D’abord, il y a ce moment très concret où un entrepreneur ouvre ses comptes et comprend que l’année va coûter plus cher, sans avoir vendu un café de plus ni servi un plat de plus. À Saint-Pierre-et-Miquelon, la fin de l’application de l’exonération de charges patronales LOPOM sur les salaires des dirigeants de SAS et SASU fait l’effet d’une vague froide. Une annonce tombée fin janvier, et d’un coup, la petite mécanique déjà fragile de l’économie insulaire se met à grincer.
Sur le terrain, les mots sont simples, parce que les réalités le sont aussi. Rabah Ayadi, patron d’un restaurant à Saint-Pierre, résume l’angoisse sans fioritures: « Moi, j’ai une petite entreprise, je ne suis pas au CAC 40 donc s’il y a cette charge supplémentaire, mon entreprise ne pourra pas payer ». Pour lui, la facture grimperait de 395 euros par mois, près de 5 000 euros par an. Ce n’est pas un “ajustement”, c’est un mur. Et quand on est seul employé à temps plein de sa propre entreprise, on ne compense pas avec un service RH ou une trésorerie de groupe.
Le plus piquant, c’est l’argument avancé: depuis 2003, l’exonération aurait été “mal appliquée”, et elle n’aurait dû concerner que les salariés, pas les dirigeants. Traduction, pour des chefs d’entreprise qui ont fait leurs choix de statut, payé des conseils, bâti des business plans sur des règles en vigueur: vous avez cru jouer selon la règle du jeu, on vous explique maintenant que la règle n’était pas celle-là. Patricia Jugan Detcheverry, à la tête de HDE Voyages, ne tourne pas autour du pot: « Avec cette augmentation-là, je vais être autour de 14 ou 15 000 euros de charges par an, c’est gigantesque ». Dans un archipel de 6 000 habitants, “gigantesque” n’est pas une figure de style, c’est une menace.
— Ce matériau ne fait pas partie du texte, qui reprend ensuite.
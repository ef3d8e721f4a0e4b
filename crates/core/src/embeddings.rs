use crate::config::EmbeddingConfig;
use crate::error::EmbedError;
use fastembed::{InitOptions, TextEmbedding};
use tracing::info;

pub const DEFAULT_NGRAM_DIMENSIONS: usize = 256;

/// Model identifier that selects [`NgramEmbedder`] instead of a fastembed model.
pub const NGRAM_MODEL_ID: &str = "ngram";

pub trait Embedder {
    fn dimensions(&self) -> usize;
    fn model_id(&self) -> &str;
    fn embed(&self, text: &str) -> Result<Vec<f32>, EmbedError>;

    fn embed_batch(&self, texts: &[String]) -> Result<Vec<Vec<f32>>, EmbedError> {
        texts.iter().map(|text| self.embed(text)).collect()
    }
}

impl<T: Embedder + ?Sized> Embedder for Box<T> {
    fn dimensions(&self) -> usize {
        (**self).dimensions()
    }

    fn model_id(&self) -> &str {
        (**self).model_id()
    }

    fn embed(&self, text: &str) -> Result<Vec<f32>, EmbedError> {
        (**self).embed(text)
    }

    fn embed_batch(&self, texts: &[String]) -> Result<Vec<Vec<f32>>, EmbedError> {
        (**self).embed_batch(texts)
    }
}

/// Builds the provider named by `config.model`.
pub fn load_embedder(config: &EmbeddingConfig) -> Result<Box<dyn Embedder>, EmbedError> {
    if config.model.eq_ignore_ascii_case(NGRAM_MODEL_ID) {
        return Ok(Box::new(NgramEmbedder::default()));
    }
    Ok(Box::new(FastEmbedder::new(config)?))
}

/// Sentence embeddings from a pretrained ONNX model via fastembed. The model
/// is downloaded (or read from the cache) once, in [`FastEmbedder::new`].
pub struct FastEmbedder {
    model: TextEmbedding,
    model_id: String,
    dimensions: usize,
}

impl FastEmbedder {
    pub fn new(config: &EmbeddingConfig) -> Result<Self, EmbedError> {
        let model_info = TextEmbedding::list_supported_models()
            .into_iter()
            .find(|info| info.model_code.eq_ignore_ascii_case(&config.model))
            .ok_or_else(|| EmbedError::UnknownModel(config.model.clone()))?;

        let mut options = InitOptions::new(model_info.model.clone())
            .with_show_download_progress(config.show_download_progress);
        if let Some(cache_dir) = &config.cache_dir {
            options = options.with_cache_dir(cache_dir.clone());
        }

        let model =
            TextEmbedding::try_new(options).map_err(|error| EmbedError::Model(error.to_string()))?;

        info!(
            model = %model_info.model_code,
            dimensions = model_info.dim,
            "embedding model loaded"
        );

        Ok(Self {
            model,
            model_id: model_info.model_code.clone(),
            dimensions: model_info.dim,
        })
    }

    fn check(&self, vector: Vec<f32>) -> Result<Vec<f32>, EmbedError> {
        if vector.len() != self.dimensions {
            return Err(EmbedError::Dimension {
                expected: self.dimensions,
                found: vector.len(),
            });
        }
        Ok(vector)
    }
}

impl Embedder for FastEmbedder {
    fn dimensions(&self) -> usize {
        self.dimensions
    }

    fn model_id(&self) -> &str {
        &self.model_id
    }

    fn embed(&self, text: &str) -> Result<Vec<f32>, EmbedError> {
        let vector = self
            .model
            .embed(vec![text], None)
            .map_err(|error| EmbedError::Model(error.to_string()))?
            .into_iter()
            .next()
            .ok_or_else(|| EmbedError::Model("model returned no embedding".to_string()))?;
        self.check(vector)
    }

    fn embed_batch(&self, texts: &[String]) -> Result<Vec<Vec<f32>>, EmbedError> {
        if texts.is_empty() {
            return Ok(Vec::new());
        }

        let vectors = self
            .model
            .embed(texts.to_vec(), None)
            .map_err(|error| EmbedError::Model(error.to_string()))?;
        if vectors.len() != texts.len() {
            return Err(EmbedError::Model(format!(
                "model returned {} embeddings for {} texts",
                vectors.len(),
                texts.len()
            )));
        }
        vectors.into_iter().map(|vector| self.check(vector)).collect()
    }
}

/// Hashed character-trigram embedding. Deterministic and dependency free;
/// near-duplicate strings land close together, which is enough for offline
/// runs and tests.
#[derive(Debug, Clone, Copy)]
pub struct NgramEmbedder {
    pub dimensions: usize,
}

impl Default for NgramEmbedder {
    fn default() -> Self {
        Self {
            dimensions: DEFAULT_NGRAM_DIMENSIONS,
        }
    }
}

impl Embedder for NgramEmbedder {
    fn dimensions(&self) -> usize {
        self.dimensions
    }

    fn model_id(&self) -> &str {
        NGRAM_MODEL_ID
    }

    fn embed(&self, text: &str) -> Result<Vec<f32>, EmbedError> {
        let mut vector = vec![0f32; self.dimensions.max(1)];
        let chars: Vec<char> = text.to_lowercase().chars().collect();

        for window in chars.windows(3) {
            let token = window.iter().collect::<String>();
            let mut hash = 1469598103934665603u64;
            for byte in token.bytes() {
                hash ^= byte as u64;
                hash = hash.wrapping_mul(1099511628211);
            }
            let bucket = (hash % vector.len() as u64) as usize;
            vector[bucket] += 1.0;
        }

        let magnitude = vector.iter().map(|value| value * value).sum::<f32>().sqrt();
        if magnitude > 0.0 {
            for value in &mut vector {
                *value /= magnitude;
            }
        }

        Ok(vector)
    }
}

pub fn cosine_similarity(left: &[f32], right: &[f32]) -> f32 {
    if left.len() != right.len() || left.is_empty() {
        return 0.0;
    }
    let dot = left.iter().zip(right).map(|(a, b)| a * b).sum::<f32>();
    let left_norm = left.iter().map(|value| value * value).sum::<f32>().sqrt();
    let right_norm = right.iter().map(|value| value * value).sum::<f32>().sqrt();
    if left_norm == 0.0 || right_norm == 0.0 {
        return 0.0;
    }
    dot / (left_norm * right_norm)
}

#[cfg(test)]
mod tests {
    use super::*;

    #[test]
    fn embedder_is_deterministic() {
        let embedder = NgramEmbedder::default();
        let first = embedder.embed("ฐานข้อมูลเวกเตอร์คืออะไร").unwrap();
        let second = embedder.embed("ฐานข้อมูลเวกเตอร์คืออะไร").unwrap();
        assert_eq!(first, second);
    }

    #[test]
    fn embedder_outputs_declared_length() {
        let embedder = NgramEmbedder { dimensions: 32 };
        assert_eq!(embedder.embed("abc").unwrap().len(), 32);
        assert_eq!(embedder.embed("").unwrap().len(), 32);
    }

    #[test]
    fn near_duplicate_thai_sentences_score_higher_than_unrelated() {
        let embedder = NgramEmbedder::default();
        let query = embedder.embed("ฐานข้อมูลเวกเตอร์คืออะไร").unwrap();
        let near = embedder.embed("ฐานข้อมูลเวกเตอร์คืออะไรครับ").unwrap();
        let unrelated = embedder.embed("วันนี้อากาศดีมาก").unwrap();

        let near_score = cosine_similarity(&query, &near);
        let unrelated_score = cosine_similarity(&query, &unrelated);
        assert!(near_score > 0.8, "near-duplicate score {near_score}");
        assert!(near_score > unrelated_score);
    }

    #[test]
    fn batch_matches_single_embeddings() {
        let embedder = NgramEmbedder::default();
        let texts = vec!["หนึ่ง".to_string(), "two".to_string()];
        let batch = embedder.embed_batch(&texts).unwrap();
        assert_eq!(batch[1], embedder.embed("two").unwrap());
    }

    #[test]
    fn ngram_model_id_selects_offline_embedder() {
        let config = EmbeddingConfig {
            model: "NGRAM".to_string(),
            ..EmbeddingConfig::default()
        };
        let embedder = load_embedder(&config).unwrap();
        assert_eq!(embedder.model_id(), NGRAM_MODEL_ID);
        assert_eq!(embedder.dimensions(), DEFAULT_NGRAM_DIMENSIONS);
    }

    #[test]
    fn cosine_handles_degenerate_vectors() {
        assert_eq!(cosine_similarity(&[0.0, 0.0], &[1.0, 0.0]), 0.0);
        assert_eq!(cosine_similarity(&[1.0], &[1.0, 0.0]), 0.0);
        assert!((cosine_similarity(&[1.0, 1.0], &[2.0, 2.0]) - 1.0).abs() < 1e-6);
    }

    #[test]
    fn default_model_is_a_supported_fastembed_code() {
        let default = EmbeddingConfig::default();
        let info = TextEmbedding::list_supported_models()
            .into_iter()
            .find(|info| info.model_code.eq_ignore_ascii_case(&default.model))
            .expect("default model is listed");
        assert_eq!(info.dim, 768);
    }

    #[test]
    #[ignore = "downloads the multilingual model on first run"]
    fn multilingual_model_separates_thai_sentences() {
        let embedder = FastEmbedder::new(&EmbeddingConfig::default()).expect("model loads");
        let first = embedder.embed("ฐานข้อมูลเวกเตอร์คืออะไร").unwrap();
        let again = embedder.embed("ฐานข้อมูลเวกเตอร์คืออะไร").unwrap();
        let near = embedder.embed("ฐานข้อมูลแบบเวกเตอร์คืออะไร").unwrap();
        let unrelated = embedder.embed("วันนี้อากาศดีมาก").unwrap();

        assert_eq!(first, again);
        assert_eq!(first.len(), embedder.dimensions());
        let near_score = cosine_similarity(&first, &near);
        assert!(near_score > 0.8);
        assert!(near_score > cosine_similarity(&first, &unrelated));
    }
}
Le coup de massue sur les TPE, puis la note pour tout le monde
Regardez le mécanisme, il est implacable: sur un salaire brut de 2 000 euros, les charges passeraient d’environ 225 euros à 683 euros par mois. Trois chiffres, une gifle. Et Saint-Pierre-et-Miquelon, ce n’est pas une grande plaine économique où l’on absorbe les chocs: tout est importé ou presque, le fret pèse, les volumes sont petits, les marges serrées. Quand l’amont augmente, l’aval suit. Ce n’est pas de la théorie, c’est la vie quotidienne sur une île où l’addition arrive plus vite qu’ailleurs, et où chaque hausse “technique” finit par se lire sur une ardoise, un devis, une facture.
Face à ça, on propose aux dirigeants deux options qui ressemblent à un mauvais choix: changer de statut juridique ou augmenter les prix. Changer de statut, c’est encore payer, encore du temps, encore des frais, parfois plus de 1 000 euros, parfois 2 500, et recommencer une partie du travail. Augmenter les prix, c’est prendre le risque de casser la demande dans un marché minuscule, et d’alimenter la spirale du coût de la vie que tout le monde dénonce déjà. On voit venir le “petit” domino: une entreprise fragilisée, puis un emploi qui disparaît, puis une activité qui ferme, puis un service de moins sur l’archipel.
Au fond, l’affaire dit une chose très française, très jacobine aussi: on parle d’Outre-mer comme d’une ligne de budget, mais sur place ce sont des familles, des parcours, des paris entrepreneuriaux qui se jouent au mois près. L’État a le devoir de protéger le droit et l’équité, d’accord, mais il a aussi la responsabilité de ne pas étouffer ceux qui font tourner l’économie réelle, celle des commerces, des artisans, des restaurateurs, des agences de services. Saint-Pierre-et-Miquelon n’a pas besoin de discours, il a besoin de stabilité et de règles lisibles, pour que travailler, investir et embaucher redeviennent un acte de confiance, pas un saut sans filet.